Basically, this one obsessive compulsive woman would drive to work every morning and worry she had left the hair dryer on and it was going to burn down her house. So she’d drive back home to check that the hair dryer was off, then drive back to work, then worry that maybe she hadn’t really checked well enough, then drive back, and so on ten or twenty times a day.
It’s a pretty typical case of obsessive-compulsive disorder, but it was really interfering with her life. She worked some high-powered job – I think a lawyer – and she was constantly late to everything because of this driving back and forth, to the point where her career was in a downspin and she thought she would have to quit and go on disability. She wasn’t able to go out with friends, she wasn’t even able to go to restaurants because she would keep fretting she left the hair dryer on at home and have to rush back. She’d seen countless psychiatrists, psychologists, and counselors, she’d done all sorts of therapy, she’d taken every medication in the book, and none of them had helped.

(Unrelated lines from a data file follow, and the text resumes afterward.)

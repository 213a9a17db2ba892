//! # Analysis Engine
//!
//! Runs the pipeline for one greenhouse model:
//!
//! ```text
//! validate → loads → members → member analysis → global aggregation
//!          → compliance → optimization
//! ```
//!
//! With an [`FeaBackend`] the member analysis and aggregation are replaced
//! by one awaited backend call; a backend failure, a timeout, or results
//! that are missing, non-finite or negative abort the run before compliance.
//! Compliance always checks against this engine's code, site and limits.
//!
//! The foundation is sized separately from the finished aggregate
//! ([`AnalysisEngine::analyze_foundation`]).
//!
//! Progress is reported through a caller-supplied callback:
//!
//! ```rust
//! use analysis_core::config::EngineConfig;
//! use analysis_core::engine::{AnalysisEngine, AnalysisEvent};
//! # use analysis_core::model::{Dimensions, GreenhouseModel, InstalledSystems};
//! # use analysis_core::site::SiteParameters;
//! # let model = GreenhouseModel {
//! #     name: "Empty".to_string(),
//! #     structure_type: "gable".to_string(),
//! #     glazing_type: "polycarbonate".to_string(),
//! #     dimensions: Dimensions { length_ft: 48.0, width_ft: 24.0, eave_height_ft: 8.0, ridge_height_ft: 12.0 },
//! #     bay_spacing_ft: 4.0,
//! #     frame_components: Vec::new(),
//! #     systems: InstalledSystems::default(),
//! #     equipment_weight_lb: 0.0,
//! # };
//!
//! let config = EngineConfig::default();
//! let engine = AnalysisEngine::new(&config);
//!
//! let mut events = Vec::new();
//! let analysis = engine
//!     .run_with_events(&model, &SiteParameters::default(), |e| events.push(e.clone()))
//!     .unwrap();
//!
//! assert!(matches!(events.first(), Some(AnalysisEvent::Started { .. })));
//! assert!(matches!(events.last(), Some(AnalysisEvent::Completed { .. })));
//! assert_eq!(analysis.load_combinations.len(), 5);
//! ```

use std::time::Duration;

use serde::{Deserialize, Serialize};
use tracing::{error, info, warn};
use uuid::Uuid;

use crate::analysis::StructuralAnalysis;
use crate::calculations::{
    aggregate_results, analyze_foundation, analyze_members, check_compliance, mark_governing, suggest_optimizations,
    verify_results, FoundationAnalysis,
};
use crate::config::EngineConfig;
use crate::errors::{AnalysisError, AnalysisResult, Stage};
use crate::fea::{AnalysisType, FeaBackend};
use crate::loads::{combinations_for_code, generate_load_conditions};
use crate::members::build_members;
use crate::model::GreenhouseModel;
use crate::site::SiteParameters;

/// Lifecycle notification delivered to the caller's callback.
#[derive(Debug, Clone, PartialEq, Serialize, Deserialize)]
pub enum AnalysisEvent {
    Started { model: String },
    StageCompleted(Stage),
    Completed { analysis_id: Uuid, overall: bool },
    Failed(AnalysisError),
}

/// Pipeline orchestrator. Holds only a borrowed configuration.
#[derive(Debug, Clone, Copy)]
pub struct AnalysisEngine<'a> {
    config: &'a EngineConfig,
}

impl<'a> AnalysisEngine<'a> {
    pub fn new(config: &'a EngineConfig) -> Self {
        AnalysisEngine { config }
    }

    pub fn config(&self) -> &EngineConfig {
        self.config
    }

    /// Run the closed-form pipeline.
    pub fn run(&self, model: &GreenhouseModel, site: &SiteParameters) -> AnalysisResult<StructuralAnalysis> {
        self.run_with_events(model, site, |_| {})
    }

    /// Run the closed-form pipeline, reporting progress to `on_event`.
    pub fn run_with_events<F>(
        &self,
        model: &GreenhouseModel,
        site: &SiteParameters,
        mut on_event: F,
    ) -> AnalysisResult<StructuralAnalysis>
    where
        F: FnMut(&AnalysisEvent),
    {
        self.start(model, &mut on_event);
        let outcome = self.execute_local(model, site, &mut on_event);
        self.finish(outcome, &mut on_event)
    }

    /// Run the pipeline with an external backend in place of the member
    /// analysis.
    ///
    /// # Errors
    ///
    /// `ExternalAnalysisFailure` when the backend errors or exceeds the
    /// configured timeout. No compliance result is produced in that case.
    pub async fn run_with_backend<B, F>(
        &self,
        model: &GreenhouseModel,
        site: &SiteParameters,
        backend: &B,
        analysis_type: AnalysisType,
        mut on_event: F,
    ) -> AnalysisResult<StructuralAnalysis>
    where
        B: FeaBackend,
        F: FnMut(&AnalysisEvent),
    {
        self.start(model, &mut on_event);
        let outcome = self
            .execute_with_backend(model, site, backend, analysis_type, &mut on_event)
            .await;
        self.finish(outcome, &mut on_event)
    }

    /// Size the foundation for a finished analysis with the configured soil.
    pub fn analyze_foundation(&self, analysis: &StructuralAnalysis) -> AnalysisResult<FoundationAnalysis> {
        analyze_foundation(analysis, &self.config.soil)
    }

    fn start<F: FnMut(&AnalysisEvent)>(&self, model: &GreenhouseModel, on_event: &mut F) {
        info!(model = %model.name, code = %self.config.building_code, "starting structural analysis");
        on_event(&AnalysisEvent::Started {
            model: model.name.clone(),
        });
    }

    fn finish<F: FnMut(&AnalysisEvent)>(
        &self,
        outcome: AnalysisResult<StructuralAnalysis>,
        on_event: &mut F,
    ) -> AnalysisResult<StructuralAnalysis> {
        match outcome {
            Ok(analysis) => {
                info!(
                    id = %analysis.id,
                    members = analysis.members.len(),
                    overall = analysis.compliance.overall,
                    "structural analysis completed"
                );
                on_event(&AnalysisEvent::Completed {
                    analysis_id: analysis.id,
                    overall: analysis.compliance.overall,
                });
                Ok(analysis)
            }
            Err(err) => {
                error!(code = err.error_code(), "structural analysis failed: {}", err);
                on_event(&AnalysisEvent::Failed(err.clone()));
                Err(err)
            }
        }
    }

    /// Validation, loads, combinations and members: everything both paths share.
    fn prepare<F: FnMut(&AnalysisEvent)>(
        &self,
        model: &GreenhouseModel,
        site: &SiteParameters,
        on_event: &mut F,
    ) -> AnalysisResult<StructuralAnalysis> {
        model.validate()?;
        site.validate()?;
        let combinations = combinations_for_code(&self.config.building_code)?;
        on_event(&AnalysisEvent::StageCompleted(Stage::ModelValidation));

        let load_conditions = generate_load_conditions(model, site)?;
        on_event(&AnalysisEvent::StageCompleted(Stage::LoadGeneration));

        let outcome = build_members(model, &self.config.materials, &self.config.sections);
        if !outcome.diagnostics.is_empty() {
            warn!(skipped = outcome.diagnostics.len(), "some frame components were not analyzed");
        }
        on_event(&AnalysisEvent::StageCompleted(Stage::MemberBuilding));

        let mut analysis = StructuralAnalysis::new(self.config.building_code.clone(), site.clone(), self.config.limits);
        analysis.load_conditions = load_conditions;
        analysis.load_combinations = combinations;
        analysis.members = outcome.members;
        analysis.diagnostics = outcome.diagnostics;
        Ok(analysis)
    }

    /// Compliance and optimization over analyzed members.
    fn conclude<F: FnMut(&AnalysisEvent)>(
        &self,
        mut analysis: StructuralAnalysis,
        on_event: &mut F,
    ) -> AnalysisResult<StructuralAnalysis> {
        analysis.compliance = check_compliance(&analysis.members, &analysis.limits)?;
        on_event(&AnalysisEvent::StageCompleted(Stage::Compliance));

        analysis.optimization = suggest_optimizations(&analysis, &self.config.optimization);
        on_event(&AnalysisEvent::StageCompleted(Stage::Optimization));
        Ok(analysis)
    }

    fn execute_local<F: FnMut(&AnalysisEvent)>(
        &self,
        model: &GreenhouseModel,
        site: &SiteParameters,
        on_event: &mut F,
    ) -> AnalysisResult<StructuralAnalysis> {
        let mut analysis = self.prepare(model, site, on_event)?;
        let constants = &self.config.constants;

        let connections = analyze_members(
            &mut analysis.members,
            &analysis.load_combinations,
            &analysis.load_conditions,
            constants,
        )?;
        on_event(&AnalysisEvent::StageCompleted(Stage::MemberAnalysis));

        analysis.results = aggregate_results(
            &analysis.members,
            connections,
            &mut analysis.load_combinations,
            model.dimensions.ridge_height_ft,
            constants,
        )?;
        on_event(&AnalysisEvent::StageCompleted(Stage::GlobalAggregation));

        self.conclude(analysis, on_event)
    }

    async fn execute_with_backend<B, F>(
        &self,
        model: &GreenhouseModel,
        site: &SiteParameters,
        backend: &B,
        analysis_type: AnalysisType,
        on_event: &mut F,
    ) -> AnalysisResult<StructuralAnalysis>
    where
        B: FeaBackend,
        F: FnMut(&AnalysisEvent),
    {
        let prepared = self.prepare(model, site, on_event)?;
        let timeout_secs = self.config.fea_timeout_secs;

        info!(
            backend = backend.name(),
            analysis = analysis_type.display_name(),
            timeout_secs,
            "awaiting external analysis"
        );
        let call = backend.perform_structural_analysis(model, &prepared.load_conditions, analysis_type);
        let mut remote = match tokio::time::timeout(Duration::from_secs(timeout_secs), call).await {
            Ok(Ok(remote)) => remote,
            Ok(Err(err)) => return Err(AnalysisError::external_failure(backend.name(), err.to_string())),
            Err(_) => {
                return Err(AnalysisError::external_failure(
                    backend.name(),
                    format!("timed out after {} s", timeout_secs),
                ))
            }
        };
        verify_results(&remote.members, &remote.results)
            .map_err(|err| AnalysisError::external_failure(backend.name(), err.to_string()))?;
        on_event(&AnalysisEvent::StageCompleted(Stage::ExternalAnalysis));

        // Code checks run against this engine's inputs, never the backend's
        remote.building_code = prepared.building_code;
        remote.site = prepared.site;
        remote.limits = prepared.limits;
        remote.load_conditions = prepared.load_conditions;
        remote.load_combinations = prepared.load_combinations;
        mark_governing(&remote.members, &mut remote.load_combinations);
        remote.diagnostics.extend(prepared.diagnostics);
        self.conclude(remote, on_event)
    }
}

#[cfg(test)]
mod tests {
    use super::*;
    use crate::members::MemberRole;
    use crate::model::{Dimensions, FrameComponent, InstalledSystems, Point3};

    fn model(components: Vec<FrameComponent>) -> GreenhouseModel {
        GreenhouseModel {
            name: "Engine Test".to_string(),
            structure_type: "gable".to_string(),
            glazing_type: "polycarbonate".to_string(),
            dimensions: Dimensions {
                length_ft: 48.0,
                width_ft: 24.0,
                eave_height_ft: 8.0,
                ridge_height_ft: 12.0,
            },
            bay_spacing_ft: 4.0,
            frame_components: components,
            systems: InstalledSystems::default(),
            equipment_weight_lb: 0.0,
        }
    }

    fn rafter(id: &str, length_ft: f64, material: &str) -> FrameComponent {
        FrameComponent::new(
            id,
            "Rafter",
            Point3::new(0.0, 0.0, 8.0),
            Point3::new(length_ft, 0.0, 8.0),
            3.0,
            8.0,
            material,
        )
        .with_role(MemberRole::Rafter)
    }

    #[test]
    fn test_stage_order() {
        let config = EngineConfig::default();
        let engine = AnalysisEngine::new(&config);
        let mut events = Vec::new();
        engine
            .run_with_events(&model(vec![rafter("R-1", 12.0, "A36")]), &SiteParameters::default(), |e| {
                events.push(e.clone())
            })
            .unwrap();

        let stages: Vec<Stage> = events
            .iter()
            .filter_map(|e| match e {
                AnalysisEvent::StageCompleted(s) => Some(*s),
                _ => None,
            })
            .collect();
        assert_eq!(
            stages,
            vec![
                Stage::ModelValidation,
                Stage::LoadGeneration,
                Stage::MemberBuilding,
                Stage::MemberAnalysis,
                Stage::GlobalAggregation,
                Stage::Compliance,
                Stage::Optimization,
            ]
        );
    }

    #[test]
    fn test_unknown_structure_aborts_before_loads() {
        let config = EngineConfig::default();
        let engine = AnalysisEngine::new(&config);
        let mut m = model(vec![rafter("R-1", 12.0, "A36")]);
        m.structure_type = "geodesic dome".to_string();

        let mut events = Vec::new();
        let err = engine
            .run_with_events(&m, &SiteParameters::default(), |e| events.push(e.clone()))
            .unwrap_err();
        assert_eq!(err.error_code(), "UNSUPPORTED_MODEL_CONFIGURATION");
        assert!(!events.contains(&AnalysisEvent::StageCompleted(Stage::LoadGeneration)));
        assert!(matches!(events.last(), Some(AnalysisEvent::Failed(_))));
    }

    #[test]
    fn test_unsupported_building_code() {
        let config = EngineConfig {
            building_code: "ASD".to_string(),
            ..EngineConfig::default()
        };
        let err = AnalysisEngine::new(&config)
            .run(&model(Vec::new()), &SiteParameters::default())
            .unwrap_err();
        assert_eq!(err.error_code(), "UNSUPPORTED_MODEL_CONFIGURATION");
    }

    #[test]
    fn test_missing_material_is_skipped() {
        let config = EngineConfig::default();
        let analysis = AnalysisEngine::new(&config)
            .run(
                &model(vec![rafter("R-1", 12.0, "A36"), rafter("R-2", 12.0, "unobtainium")]),
                &SiteParameters::default(),
            )
            .unwrap();
        assert_eq!(analysis.members.len(), 1);
        assert_eq!(analysis.diagnostics.len(), 1);
        assert_eq!(analysis.diagnostics[0].component_id, "R-2");
        assert!(analysis.members[0].results.is_some());
    }

    #[test]
    fn test_governing_flag_set_once() {
        let config = EngineConfig::default();
        let analysis = AnalysisEngine::new(&config)
            .run(&model(vec![rafter("R-1", 12.0, "A36")]), &SiteParameters::default())
            .unwrap();
        assert_eq!(analysis.load_combinations.iter().filter(|c| c.governing).count(), 1);
        let governing = analysis.governing_combination().unwrap();
        assert_eq!(governing.label(), analysis.members[0].results.as_ref().unwrap().controlling_load);
    }
}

So she came to my hospital and was seen by a colleague of mine, who told her “Hey, have you thought about just bringing the hair dryer with you?”
And it worked.
She would be driving to work in the morning, and she’d start worrying she’d left the hair dryer on and it was going to burn down her house, and so she’d look at the seat next to her, and there would be the hair dryer, right there. And she only had the one hair dryer, which was now accounted for. So she would let out a sigh of relief and keep driving to work.
And approximately half the psychiatrists at my hospital thought this was absolutely scandalous, and This Is Not How One Treats Obsessive Compulsive Disorder, and what if it got out to the broader psychiatric community that instead of giving all of these high-tech medications and sophisticated therapies we were just telling people to put their hair dryers on the front seat of their car?
But I think the guy deserved a medal. Here’s someone who was totally untreatable by the normal methods, with a debilitating condition, and a drop-dead simple intervention that nobody else had thought of gave her her life back. If one day I open up my own psychiatric practice, I am half-seriously considering using a picture of a hair dryer as the logo, just to let everyone know where I stand on this issue.
(Source: https://slatestarcodex.com/2014/11/21/the-categories-were-made-for-man-not-man-for-the-categories/)
Basically, a woman with OCD was afraid her hair dryer was going to burn down her house, and instead of really "treating" her OCD, she just started bringing her hair dryer in her car to work.
Bulimia is definitely not the same thing, but if perhaps 50% of the harm comes from the stigma and shame, accepting will at least "cure" that 50%.
I wonder if a lot of these individual "miswirings" fall closer to "body building" or "competitive eating" than to "anorexia" or "binge eating": when is it a disease or disorder, and when is it a hobby or sport (or at least, fetish or special interest)? If there was a magic pill that made vomiting have zero negative health effects, would bulimia still be a disease?